The exchange was also beneficial to the Eastern Hemisphere, the Old World, as new plant species and cuisine were brought in. The plants like maize, potatoes, cassava and beans that were domesticated by the Americans before the arrival of Columbus significantly transformed lives in the Afro-Eurasian region. In a period of just 20 years, maize was already an established crop in several parts of Africa and Spain; it became the staple food in Nile Delta, Ottoman Empire and Balkans (Crosby 25). By 1800, maize was widely grown in Hungary, Serbia, Romania, Ukraine, and Italy. Potatoes, on the other hand, had no favourable conditions in Africa but thrived well in Eurasia improving food supply and promoting population growth. Through exchange of plant species and cuisine, there was exchange of culture in which recipes were shared through the integration of the American foodstuffs in these regions

In summary, the Columbian Exchange took the following steps in shaping the cultural, economic and social lives of the modern day world.

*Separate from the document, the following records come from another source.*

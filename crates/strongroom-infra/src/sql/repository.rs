//! Generic SQL repository over the session factory provider.
//!
//! Reads run in a plain session, writes in their own transaction. Engine
//! errors are passed through unmodified inside
//! `PersistenceError::StoreOperationFailed`; nothing is retried.

use std::sync::Arc;
use std::sync::atomic::{AtomicBool, Ordering};

use sqlx::Row;
use sqlx::any::{Any, AnyArguments};
use sqlx::query::Query;
use strongroom_core::repository::Repository;
use strongroom_types::error::PersistenceError;
use strongroom_types::model::{DataModel, ModelId};

use super::dialect::IdRetrieval;
use super::mapping::{EntityMapping, FieldValue};
use super::statements::Statements;
use crate::session::{SessionFactory, SessionFactoryProvider};

/// `Repository<T>` backed by the store of a `SessionFactoryProvider`.
pub struct SqlRepository<T> {
    provider: Arc<SessionFactoryProvider>,
    mapping: EntityMapping<T>,
    statements: Statements,
    disposed: AtomicBool,
}

impl<T: DataModel> SqlRepository<T> {
    /// Register the mapping's model source with `provider` and take a lease
    /// on it.
    pub fn new(
        provider: Arc<SessionFactoryProvider>,
        mapping: EntityMapping<T>,
    ) -> Result<Self, PersistenceError> {
        provider.register_source(mapping.source().clone())?;
        provider.acquire_lease();

        let statements = Statements::prepare(provider.dialect(), mapping.table());
        Ok(Self {
            provider,
            mapping,
            statements,
            disposed: AtomicBool::new(false),
        })
    }

    pub fn provider(&self) -> &Arc<SessionFactoryProvider> {
        &self.provider
    }

    pub fn mapping(&self) -> &EntityMapping<T> {
        &self.mapping
    }

    fn factory(&self) -> Result<Arc<SessionFactory>, PersistenceError> {
        if self.disposed.load(Ordering::Acquire) {
            return Err(PersistenceError::Disposed);
        }
        self.provider.session_factory()
    }

    fn stale(&self, id: ModelId) -> PersistenceError {
        PersistenceError::StaleEntity {
            entity: self.mapping.table().name.clone(),
            id,
        }
    }
}

impl<T> SqlRepository<T> {
    fn release(&self) {
        if !self.disposed.swap(true, Ordering::AcqRel) {
            tracing::debug!(table = %self.mapping.table().name, "repository disposed");
            self.provider.release_lease();
        }
    }
}

impl<T> Drop for SqlRepository<T> {
    fn drop(&mut self) {
        self.release();
    }
}

fn bind_all<'q>(
    mut query: Query<'q, Any, AnyArguments<'q>>,
    values: Vec<FieldValue>,
) -> Query<'q, Any, AnyArguments<'q>> {
    for value in values {
        query = value.bind(query);
    }
    query
}

impl<T: DataModel> Repository<T> for SqlRepository<T> {
    async fn create(&self, mut model: T) -> Result<T, PersistenceError> {
        let factory = self.factory()?;
        let sql = self.statements.insert.clone();
        let values = self.mapping.values(&model);

        let id = match self.statements.id_retrieval {
            IdRetrieval::Returning => {
                factory
                    .with_transaction(move |conn| {
                        Box::pin(async move {
                            let row = bind_all(sqlx::query(&sql), values)
                                .fetch_one(&mut *conn)
                                .await
                                .map_err(PersistenceError::store)?;
                            row.try_get::<i64, _>(0).map_err(PersistenceError::store)
                        })
                    })
                    .await?
            }
            IdRetrieval::LastInsertId => {
                factory
                    .with_transaction(move |conn| {
                        Box::pin(async move {
                            let result = bind_all(sqlx::query(&sql), values)
                                .execute(&mut *conn)
                                .await
                                .map_err(PersistenceError::store)?;
                            result.last_insert_id().ok_or_else(|| {
                                PersistenceError::store(sqlx::Error::Protocol(
                                    "store did not report a generated id".to_string(),
                                ))
                            })
                        })
                    })
                    .await?
            }
        };

        model.set_id(id);
        tracing::debug!(table = %self.mapping.table().name, id, "created");
        Ok(model)
    }

    async fn read(&self, id: ModelId) -> Result<Option<T>, PersistenceError> {
        let factory = self.factory()?;
        let sql = self.statements.select.clone();
        let hydrate = self.mapping.hydrate();

        let model = factory
            .with_session(move |conn| {
                Box::pin(async move {
                    let row = sqlx::query(&sql)
                        .bind(id)
                        .fetch_optional(&mut *conn)
                        .await
                        .map_err(PersistenceError::store)?;
                    row.as_ref()
                        .map(hydrate)
                        .transpose()
                        .map_err(PersistenceError::store)
                })
            })
            .await?;

        tracing::debug!(table = %self.mapping.table().name, id, found = model.is_some(), "read");
        Ok(model.map(|mut model| {
            model.set_id(id);
            model
        }))
    }

    async fn update(&self, model: &T) -> Result<(), PersistenceError> {
        let factory = self.factory()?;
        let id = model.id();
        let sql = self.statements.update.clone();
        let exists_sql = self.statements.select.clone();
        let mut values = self.mapping.values(model);
        values.push(FieldValue::Integer(Some(id)));

        // Some engines count changed rather than matched rows, so an update
        // that rewrites identical values can report zero.
        let found = factory
            .with_transaction(move |conn| {
                Box::pin(async move {
                    let result = bind_all(sqlx::query(&sql), values)
                        .execute(&mut *conn)
                        .await
                        .map_err(PersistenceError::store)?;
                    if result.rows_affected() > 0 {
                        return Ok(true);
                    }
                    let row = sqlx::query(&exists_sql)
                        .bind(id)
                        .fetch_optional(&mut *conn)
                        .await
                        .map_err(PersistenceError::store)?;
                    Ok::<bool, PersistenceError>(row.is_some())
                })
            })
            .await?;

        if !found {
            return Err(self.stale(id));
        }
        tracing::debug!(table = %self.mapping.table().name, id, "updated");
        Ok(())
    }

    async fn delete(&self, model: &T) -> Result<(), PersistenceError> {
        let factory = self.factory()?;
        let id = model.id();
        let sql = self.statements.delete.clone();

        let affected = factory
            .with_transaction(move |conn| {
                Box::pin(async move {
                    let result = sqlx::query(&sql)
                        .bind(id)
                        .execute(&mut *conn)
                        .await
                        .map_err(PersistenceError::store)?;
                    Ok::<u64, PersistenceError>(result.rows_affected())
                })
            })
            .await?;

        if affected == 0 {
            return Err(self.stale(id));
        }
        tracing::debug!(table = %self.mapping.table().name, id, "deleted");
        Ok(())
    }

    fn dispose(&self) {
        self.release();
    }
}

It all started with the Pangea breaking apart and America and Afro-Eurasia drifting apart. First humans moving west followed it, then inhabitants of Mexico bioengineering maize, on August 3, 1492, Columbus sailed from Spain due west, on August 12, 1492, Columbus discovered a new world Bahamas and initiating the exchange (Cumo 57).. On 1519, Cortes arrived at the Aztec capital, which was followed by Aztec incarceration in May 1520 by his Spanish guests. On July 1520, the Aztec drove the Spanish out of their land after which suffered smallpox brought about by the Columbus exchange. People like Pizarro, De Santo, and La Salle came in later making in the process of Columbus Exchange a great success.

Works Cited

Crosby, Alfred W. The Columbian Exchange: Biological and Cultural Consequences of 1492. Westport, Conn: Greenwood Press, 1972. Print.

Crosby, Alfred W. The Columbian Voyages, the Columbian Exchange, and Their Historians. Washington, DC: American Historical Association, 1987. Print.

Cumo, Christopher. The Ongoing Columbian Exchange: Stories of Biological and Economic Transfer in World History. , 2015. Internet resource.